What the task requires:
The result should be every line of the listing that holds the word "creds".

● ● ● ● ●

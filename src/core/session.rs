//! Remote share session abstraction
//!
//! This trait allows testing without real servers by supporting mock implementations.
//! Platform-specific implementations are in `src/platform/`.

use crate::constants::NO_ERROR;
use crate::logger;
use crate::models::CredentialPair;
use crate::utils::SessionError;

/// Connect/disconnect primitive for authenticated remote shares
///
/// The primitive is host-wide state keyed by server, so callers must never
/// hold two sessions at once.
#[async_trait::async_trait]
pub trait RemoteShare: Send + Sync {
    /// Authenticate to the share containing `path`; returns a status code, `0` on success
    async fn connect(&self, path: &str, username: &str, password: &str) -> u32;

    /// Tear down the session for `path`; the status is not checked
    async fn disconnect(&self, path: &str);
}

/// An open session for one path
///
/// Must be ended with [`ShareSession::close`]; there is no async drop.
#[must_use = "an open session must be closed"]
pub struct ShareSession<'a> {
    share: &'a dyn RemoteShare,
    path: &'a str,
}

impl<'a> ShareSession<'a> {
    /// Connect to the share for `path` with the given credentials
    ///
    /// A non-zero status becomes a [`SessionError`] carrying the mapped message.
    pub async fn open(
        share: &'a dyn RemoteShare,
        path: &'a str,
        credentials: &CredentialPair,
    ) -> Result<ShareSession<'a>, SessionError> {
        let status = share
            .connect(
                path,
                credentials.username().as_str(),
                credentials.password().as_str(),
            )
            .await;

        if status != NO_ERROR {
            let err = SessionError::from_status(status);
            logger::log_warn(&format!(
                "Connect to {} as {} failed with status {}: {}",
                path,
                credentials.username(),
                status,
                err
            ));
            return Err(err);
        }

        logger::log_debug(&format!(
            "Connected to {} as {}",
            path,
            credentials.username()
        ));
        Ok(ShareSession { share, path })
    }

    pub fn path(&self) -> &str {
        self.path
    }

    pub async fn close(self) {
        self.share.disconnect(self.path).await;
        logger::log_debug(&format!("Disconnected from {}", self.path));
    }
}

#[cfg(test)]
mod tests {
    use super::*;
    use crate::core::mock_session::{MockCall, MockRemoteShare};
    use crate::models::SecureString;

    fn alice() -> CredentialPair {
        CredentialPair::new("alice", SecureString::new("secret"))
    }

    #[tokio::test]
    async fn open_then_close_records_both_calls() {
        let share = MockRemoteShare::new();
        let creds = alice();

        let session = ShareSession::open(&share, r"\\server\share\", &creds)
            .await
            .expect("connect succeeds");
        assert_eq!(session.path(), r"\\server\share\");
        session.close().await;

        assert_eq!(
            share.calls(),
            vec![
                MockCall::connect(r"\\server\share\", "alice", "secret"),
                MockCall::disconnect(r"\\server\share\"),
            ]
        );
    }

    #[tokio::test]
    async fn failed_connect_maps_status_and_skips_disconnect() {
        let share = MockRemoteShare::new().with_status(r"\\server\share\", 1219);
        let creds = alice();

        let err = ShareSession::open(&share, r"\\server\share\", &creds)
            .await
            .err()
            .expect("connect fails");

        assert_eq!(err.code(), Some(1219));
        assert_eq!(err.to_string(), "multiple connections not allowed");
        assert_eq!(share.disconnect_count(r"\\server\share\"), 0);
    }
}
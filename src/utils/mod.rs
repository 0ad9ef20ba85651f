//! # Utilities Module
//!
//! Cross-cutting concerns shared by the `core` and `platform` modules.
//!
//! ## Modules
//!
//! - [`errors`]: Typed error hierarchy using `thiserror` for domain-specific errors
//! - [`error_codes`]: Read-only mapping from connect status codes to messages
//!
//! ## Design Notes
//!
//! Error types are defined in this module to avoid circular dependencies between
//! the `core` and `platform` modules. Per-path errors are turned into report lines
//! by the driver; only [`ReportError`] ever reaches `main`.

pub mod error_codes;
pub mod errors;

pub use error_codes::error_message_for;
pub use errors::{QueryError, ReportError, SessionError};
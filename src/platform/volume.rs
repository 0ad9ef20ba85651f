//! Windows free-space queries via `GetDiskFreeSpaceExW`

use crate::core::{DiskSpace, QueryResult};
use crate::utils::QueryError;
use async_trait::async_trait;
use std::ffi::OsStr;
use std::os::windows::ffi::OsStrExt;
use windows::core::PCWSTR;
use windows::Win32::Storage::FileSystem::GetDiskFreeSpaceExW;

/// Free-space primitive for drive letters, mount points, and UNC paths
pub struct WindowsDiskSpace;

impl WindowsDiskSpace {
    pub fn new() -> Self {
        WindowsDiskSpace
    }
}

impl Default for WindowsDiskSpace {
    fn default() -> Self {
        Self::new()
    }
}

#[async_trait]
impl DiskSpace for WindowsDiskSpace {
    async fn free_space(&self, path: &str) -> Result<QueryResult, QueryError> {
        let wide_path: Vec<u16> = OsStr::new(path)
            .encode_wide()
            .chain(std::iter::once(0))
            .collect();

        let mut available = 0u64;
        let mut total = 0u64;
        let mut total_free = 0u64;

        // SAFETY: wide_path is null-terminated and the out pointers outlive the call
        unsafe {
            GetDiskFreeSpaceExW(
                PCWSTR::from_raw(wide_path.as_ptr()),
                Some(&mut available as *mut u64),
                Some(&mut total as *mut u64),
                Some(&mut total_free as *mut u64),
            )
        }
        .map_err(|e| QueryError::Platform(format!("GetDiskFreeSpaceExW({}): {}", path, e)))?;

        Ok(QueryResult { available, total })
    }
}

● ● ● ● ●

Result of the task:
        let creds = alice();
        let session = ShareSession::open(&share, r"\\server\share\", &creds)
        let creds = alice();
        let err = ShareSession::open(&share, r"\\server\share\", &creds)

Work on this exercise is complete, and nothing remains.